Die „Nationale Maritime Konferenz“, die in etwa alle zwei Jahre von der Bundesregierung veranstaltet wird, gilt in der Schifffahrtsbranche als wichtiges politisches Treffen. Entsprechend hochrangig gaben sich die Veranstalter bei der diesjährigen Ausgabe am 14. und 15. September: Bundeskanzler Olaf Scholz kam für eine Viertelstunde rein, redete trotz Probealarm unbeirrt seinen Stiefel runter und verschwand wieder, um etwas später auf einem Bauernhof Kühe zu streicheln – so kann man die Bedeutung eines Wirtschaftszweiges auch kommentieren. Wirtschaftsminister Robert Habeck musste anschließend die Vorführung eines neuen Schiffsantriebs über sich ergehen lassen, seine vermutlich vorhandene Begeisterung konnte er gut verbergen.
Die maritime Wirtschaft hat in Deutschland eine enorme Bedeutung. Allein an den Häfen und den mit ihnen verbundenen Industrien hängen über fünf Millionen Arbeitsplätze, und ohne die Schifffahrt könnten die globalen Lieferketten nicht funktionieren. Reedereien machen Milliardengewinne und kriegen von den Regierenden auch noch den Hintern mit Steuergeschenken gepudert – durch die Tonnagesteuer müssen sie nur einen geringen Steuersatz auf den Umfang ihrer Ladung abführen, die Gewinne bleiben praktisch steuerfrei. Bei den Sozialabgaben kriegen die Reeder den Arbeitgeberanteil umgehend zurücküberwiesen.
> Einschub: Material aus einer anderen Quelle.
//! Program compiler.
//!
//! Turns a sequence of lines into an ordered [`Program`] of [`ActionGroup`]s.
//! A line outside brackets becomes a group of its own; every line between a
//! `[` and the following `]` is merged into one group whose actions run
//! concurrently.
//!
//! ```text
//! say hello          -> group 1
//! [                  -> group 2 opens
//! move both arms up
//! set both eyes on
//! ]                  -> group 2 closes (4 actions)
//! ```

use std::fmt;

use thiserror::Error;

use crate::command::{self, Action, ParseError};

/// Actions that start together and complete as a unit.
#[derive(Debug, Clone, Default, PartialEq)]
pub struct ActionGroup {
    actions: Vec<Action>,
    line: usize,
}

impl ActionGroup {
    fn opened_at(line: usize) -> Self {
        Self {
            actions: Vec::new(),
            line,
        }
    }

    /// A group holding the actions of a single command.
    pub fn single(actions: Vec<Action>, line: usize) -> Self {
        Self { actions, line }
    }

    pub fn actions(&self) -> &[Action] {
        &self.actions
    }

    pub fn len(&self) -> usize {
        self.actions.len()
    }

    pub fn is_empty(&self) -> bool {
        self.actions.is_empty()
    }

    /// 1-based source line the group starts at.
    pub fn line(&self) -> usize {
        self.line
    }
}

impl fmt::Display for ActionGroup {
    fn fmt(&self, f: &mut fmt::Formatter<'_>) -> fmt::Result {
        write!(f, "[")?;
        for (i, action) in self.actions.iter().enumerate() {
            if i > 0 {
                write!(f, ", ")?;
            }
            write!(f, "{action}")?;
        }
        write!(f, "]")
    }
}

#[derive(Debug, Clone, PartialEq, Error)]
pub enum CompileErrorKind {
    #[error("nested groups are not allowed")]
    NestedGroup,
    #[error("`]` without matching `[`")]
    UnmatchedClose,
    #[error(transparent)]
    Parse(#[from] ParseError),
}

#[derive(Debug, Clone, PartialEq, Error)]
#[error("Error at line #{line}: {kind}")]
pub struct CompileError {
    pub line: usize,
    pub kind: CompileErrorKind,
}

#[derive(Debug, Clone, PartialEq)]
pub enum CompileWarning {
    UnclosedGroup { opened_at: usize },
}

impl fmt::Display for CompileWarning {
    fn fmt(&self, f: &mut fmt::Formatter<'_>) -> fmt::Result {
        match self {
            CompileWarning::UnclosedGroup { opened_at } => {
                write!(f, "unclosed group (opened at line #{opened_at})")
            }
        }
    }
}

/// An ordered sequence of action groups.
#[derive(Debug, Clone, Default, PartialEq)]
pub struct Program {
    pub groups: Vec<ActionGroup>,
    pub warnings: Vec<CompileWarning>,
}

impl Program {
    pub fn action_count(&self) -> usize {
        self.groups.iter().map(ActionGroup::len).sum()
    }
}

/// Outcome of feeding one line to the compiler.
#[derive(Debug, Clone, PartialEq)]
pub enum Step {
    /// Blank line.
    Ignored,
    /// `[` opened a group.
    Opened,
    /// Actions were appended to the open group.
    Appended,
    /// A group is complete and ready to run.
    Completed(ActionGroup),
}

#[derive(Debug)]
enum State {
    Outside,
    InsideGroup(ActionGroup),
}

/// Incremental bracket-grouping state machine.
///
/// Batch compilation aborts on the first error; interactive sessions keep
/// feeding lines after an error, in which case the state is left as it was
/// before the offending line.
#[derive(Debug)]
pub struct ProgramCompiler {
    state: State,
    line: usize,
}

impl Default for ProgramCompiler {
    fn default() -> Self {
        Self::new()
    }
}

impl ProgramCompiler {
    pub fn new() -> Self {
        Self {
            state: State::Outside,
            line: 0,
        }
    }

    pub fn is_inside_group(&self) -> bool {
        matches!(self.state, State::InsideGroup(_))
    }

    /// Number of lines fed so far.
    pub fn line(&self) -> usize {
        self.line
    }

    pub fn feed(&mut self, text: &str) -> Result<Step, CompileError> {
        self.line += 1;
        let line = self.line;
        let text = text.trim();

        match text {
            "[" => match self.state {
                State::InsideGroup(_) => Err(self.error(CompileErrorKind::NestedGroup)),
                State::Outside => {
                    self.state = State::InsideGroup(ActionGroup::opened_at(line));
                    Ok(Step::Opened)
                }
            },
            "]" => match std::mem::replace(&mut self.state, State::Outside) {
                State::InsideGroup(group) => Ok(Step::Completed(group)),
                State::Outside => Err(self.error(CompileErrorKind::UnmatchedClose)),
            },
            "" => Ok(Step::Ignored),
            _ => {
                let actions = command::parse(text).map_err(|e| self.error(e.into()))?;
                match &mut self.state {
                    State::Outside => Ok(Step::Completed(ActionGroup::single(actions, line))),
                    State::InsideGroup(group) => {
                        group.actions.extend(actions);
                        Ok(Step::Appended)
                    }
                }
            }
        }
    }

    /// End of input. Returns the trailing group if one is still open.
    pub fn finish(self) -> Option<(ActionGroup, CompileWarning)> {
        match self.state {
            State::Outside => None,
            State::InsideGroup(group) => {
                let warning = CompileWarning::UnclosedGroup { opened_at: group.line };
                tracing::warn!("{}", warning);
                Some((group, warning))
            }
        }
    }

    fn error(&self, kind: CompileErrorKind) -> CompileError {
        CompileError { line: self.line, kind }
    }
}

/// Compile a whole line source, aborting on the first error.
pub fn compile<I, S>(lines: I) -> Result<Program, CompileError>
where
    I: IntoIterator<Item = S>,
    S: AsRef<str>,
{
    let mut compiler = ProgramCompiler::new();
    let mut program = Program::default();

    for line in lines {
        if let Step::Completed(group) = compiler.feed(line.as_ref())? {
            program.groups.push(group);
        }
    }

    if let Some((group, warning)) = compiler.finish() {
        program.groups.push(group);
        program.warnings.push(warning);
    }

    tracing::debug!(
        "Compiled {} groups ({} actions)",
        program.groups.len(),
        program.action_count()
    );
    Ok(program)
}

/// Compile program text, one command per line.
pub fn compile_str(source: &str) -> Result<Program, CompileError> {
    compile(source.lines())
}

#[cfg(test)]
mod tests {
    use super::*;
    use crate::command::{Angle, Side, ValidationError};
    use std::time::Duration;

    #[test]
    fn test_bracket_group_merges_lines() {
        let program = compile(["[", "say hi", "wait 1", "]"]).unwrap();
        assert_eq!(program.groups.len(), 1);
        assert_eq!(
            program.groups[0].actions(),
            &[Action::Say("hi".to_string()), Action::Wait(Duration::from_secs(1))]
        );
        assert!(program.warnings.is_empty());
    }

    #[test]
    fn test_lines_outside_brackets_are_singletons_in_order() {
        let program = compile(["say one", "", "move both arms up", "go"]).unwrap();
        let sizes: Vec<usize> = program.groups.iter().map(ActionGroup::len).collect();
        assert_eq!(sizes, vec![1, 2, 1]);
        let lines: Vec<usize> = program.groups.iter().map(ActionGroup::line).collect();
        assert_eq!(lines, vec![1, 3, 4]);
    }

    #[test]
    fn test_nested_group_fails_at_line_two() {
        let err = compile(["[", "[", "go", "]"]).unwrap_err();
        assert_eq!(err.line, 2);
        assert_eq!(err.kind, CompileErrorKind::NestedGroup);
        assert_eq!(err.to_string(), "Error at line #2: nested groups are not allowed");
    }

    #[test]
    fn test_stray_close_fails_at_line_one() {
        let err = compile(["]"]).unwrap_err();
        assert_eq!(err.line, 1);
        assert_eq!(err.kind, CompileErrorKind::UnmatchedClose);
    }

    #[test]
    fn test_unclosed_group_is_kept_with_warning() {
        let program = compile(["[", "go"]).unwrap();
        assert_eq!(program.groups.len(), 1);
        assert_eq!(program.groups[0].len(), 1);
        assert!(matches!(program.groups[0].actions()[0], Action::Drive { .. }));
        assert_eq!(program.warnings, vec![CompileWarning::UnclosedGroup { opened_at: 1 }]);
    }

    #[test]
    fn test_parse_error_reports_line() {
        let err = compile(["go", "", "move left arm 200"]).unwrap_err();
        assert_eq!(err.line, 3);
        assert!(matches!(
            err.kind,
            CompileErrorKind::Parse(ParseError::InvalidParameter(ValidationError::AngleOutOfRange(_)))
        ));

        let err = compile(["fly"]).unwrap_err();
        assert_eq!(err.to_string(), "Error at line #1: unable to parse command");
    }

    #[test]
    fn test_empty_group_and_crlf_source() {
        let program = compile_str("[\r\n]\r\nmove right arm 10\r\n").unwrap();
        assert_eq!(program.groups.len(), 2);
        assert!(program.groups[0].is_empty());
        assert_eq!(
            program.groups[1].actions(),
            &[Action::MoveArm { side: Side::Right, angle: Angle::new(10).unwrap() }]
        );
    }

    #[test]
    fn test_compiler_state_survives_errors() {
        let mut compiler = ProgramCompiler::new();
        assert_eq!(compiler.feed("[").unwrap(), Step::Opened);
        assert!(compiler.feed("[").is_err());
        assert!(compiler.is_inside_group());
        assert!(compiler.feed("bogus").is_err());
        assert_eq!(compiler.feed("go").unwrap(), Step::Appended);
        match compiler.feed("]").unwrap() {
            Step::Completed(group) => assert_eq!(group.len(), 1),
            other => panic!("unexpected step {other:?}"),
        }
        assert!(compiler.feed("]").is_err());
        assert!(!compiler.is_inside_group());
        assert!(compiler.finish().is_none());
    }
}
Offiziell dienen diese Steuergeschenke der Sicherung von Ausbildung und Beschäftigung. Tatsächlich jedoch gehen den Häfen und der Schifffahrt die Auszubildenden aus. Die Krise ist zu einem Großteil selbstverschuldet – vielen Menschen ist das Werftensterben ebenso noch in Erinnerung wie die Tatsache, dass unzählige Seeleute während der Pandemie auf ihren Schiffen gefangen waren und monatelang nicht mehr an Land gehen durften. Trotzdem spielte die Gewinnung von Nachwuchs auf der Nationalen Maritimen Konferenz nur am Rande eine kleine Rolle. Viel wichtiger waren „Verteidigung“ und „Sicherheit“, die Aufrüstung der Bundesmarine gegen die Feinde über und unter Wasser. Die anwesenden Konzernherren schrien nach Großaufträgen und waren unzufrieden, weil die Regierenden nicht gleich mit unterschriebenen Aufträgen wedelten. Aber Kapital und Kabinett demonstrierten Einigkeit: Der Kurs lautet Krieg, der Feind steht im Osten. Und wo Menschen fallen, steigen die Aktien.